The most satisfying day that I will missed is yesterday and today. Starting from yesterday morning, the first task is, making announcements of my talks in a 155 students class, and then, I rushed to SA circle to set up Thailand Relief Fund booth, and then to go to Penny for the souvenir preparation. During lunch time, dealt with the old aged bill of my sweater purchase together with another 2 person sweater that I have to confirm with. Right before the talk, I have to entertain with that external speaker and a lecture, I felt like a business man D: after that talk, There's another talk to manage, IChemE registration in TCR1. Having that prepared and carried out is a tough deal. AND THEN, I have to prepare myself before I went to a dharma talk as the MC. Turns out a very inspiring and humorous talk. :) A long day, ended.

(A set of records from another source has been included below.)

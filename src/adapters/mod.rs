// Adapters layer: concrete implementations of the domain ports for external systems.

pub mod firebase_auth;
pub mod firestore;
pub mod memory;

pub use firebase_auth::FirebaseIdentityGateway;
pub use firestore::FirestoreProfileStore;
pub use memory::{InMemoryIdentityGateway, InMemoryProfileStore};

Progressive Cavity Pump Talk
 IChemE Registration
The Way To Freedom by Uncle Vijaya :)

Today came, same thing, booth setting up and of course classes. And then booth duty the whole day. It's fun though, meeting and connecting with people. A big step I've made today is, I gave my name to Music Society's choir group, why is that, volunteering my self as a choir beatboxer!! haha, that's a big step for me, coz that's what i like, that's what I dream for. Hope that choir team accept me though. :)

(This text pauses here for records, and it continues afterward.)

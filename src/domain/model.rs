use serde::{Deserialize, Serialize};

/// 使用者資料文件，以 identity 的 user id 作為 key（id 本身不存在文件內）
#[derive(Debug, Clone, PartialEq, Serialize, Deserialize)]
pub struct UserProfile {
    #[serde(rename = "nombre")]
    pub first_name: String,
    #[serde(rename = "apellido")]
    pub last_name: String,
    #[serde(rename = "correoElectronico")]
    pub email: String,
    #[serde(default)]
    pub subscriptions: Vec<Subscription>,
}

impl UserProfile {
    pub fn new(first_name: String, last_name: String, email: String) -> Self {
        Self {
            first_name,
            last_name,
            email,
            subscriptions: Vec::new(),
        }
    }

    /// set-union：只有整筆完全相同才視為重複
    pub fn merge_subscription(&mut self, subscription: Subscription) -> bool {
        if self.subscriptions.contains(&subscription) {
            return false;
        }
        self.subscriptions.push(subscription);
        true
    }
}

#[derive(Debug, Clone, PartialEq, Serialize, Deserialize)]
pub struct Subscription {
    #[serde(rename = "nombre")]
    pub name: String,
    #[serde(rename = "precio")]
    pub price: serde_json::Number,
    #[serde(rename = "moneda")]
    pub currency: String,
    #[serde(rename = "fechaFacturacion")]
    pub billing_date: String,
    #[serde(rename = "tipoPlan")]
    pub plan_type: String,
    #[serde(rename = "imagen")]
    pub image_url: String,
}

/// 從外部送進來、尚未驗證的訂閱資料
#[derive(Debug, Clone, Default, Deserialize)]
pub struct RawSubscription {
    #[serde(rename = "nombre", default)]
    pub name: Option<String>,
    #[serde(rename = "precio", default)]
    pub price: Option<serde_json::Number>,
    #[serde(rename = "moneda", default)]
    pub currency: Option<String>,
    #[serde(rename = "fechaFacturacion", default)]
    pub billing_date: Option<String>,
    #[serde(rename = "tipoPlan", default)]
    pub plan_type: Option<String>,
    #[serde(rename = "imagen", default)]
    pub image_url: Option<String>,
}

/// 所有必填欄位都存在；billing_date 仍是 ISO 格式
#[derive(Debug, Clone, PartialEq)]
pub struct ValidatedSubscription {
    pub name: String,
    pub price: serde_json::Number,
    pub currency: String,
    pub billing_date: String,
    pub plan_type: String,
    pub image_url: String,
}

impl ValidatedSubscription {
    pub fn with_billing_date(self, billing_date: String) -> Subscription {
        Subscription {
            name: self.name,
            price: self.price,
            currency: self.currency,
            billing_date,
            plan_type: self.plan_type,
            image_url: self.image_url,
        }
    }
}

/// 註冊所需的資料
#[derive(Debug, Clone, Default)]
pub struct NewUser {
    pub first_name: String,
    pub last_name: String,
    pub email: String,
    pub secret: String,
}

That it, stepping up a stair. Targeting a date of 5/11/2011. A special day where I should let go. in fact, it's the birthday of sutien :) thanks for my housemates. This house, do really feels like a home. Not because the design of it. It's the characters it built for me. We cooked and have dinner like a family, we laughed like one, we behave like one. Thank You. For that support from them, I will take this step. To let go, to stop sulking, Thank You. It may not be my birthday it's sutien, but I would like to make a wish onward this day, 5/11/2011. I think I've made it, just like how you guys supported, like how you guys set it. So I wish to give me a chance to give back. To all my friends, give me a chance to LOVE you. I may often seems awkward and weird, but bare with me, let me give my pouring-out love. It maybe a way that's hard to accept or get use to, but, I'll have to put my love somewhere, my love that pumped, was cut off and now it's pouring, give me a subject or a space to put them will ya? Thank you, housemates and friends. Tomorrow will be a better day.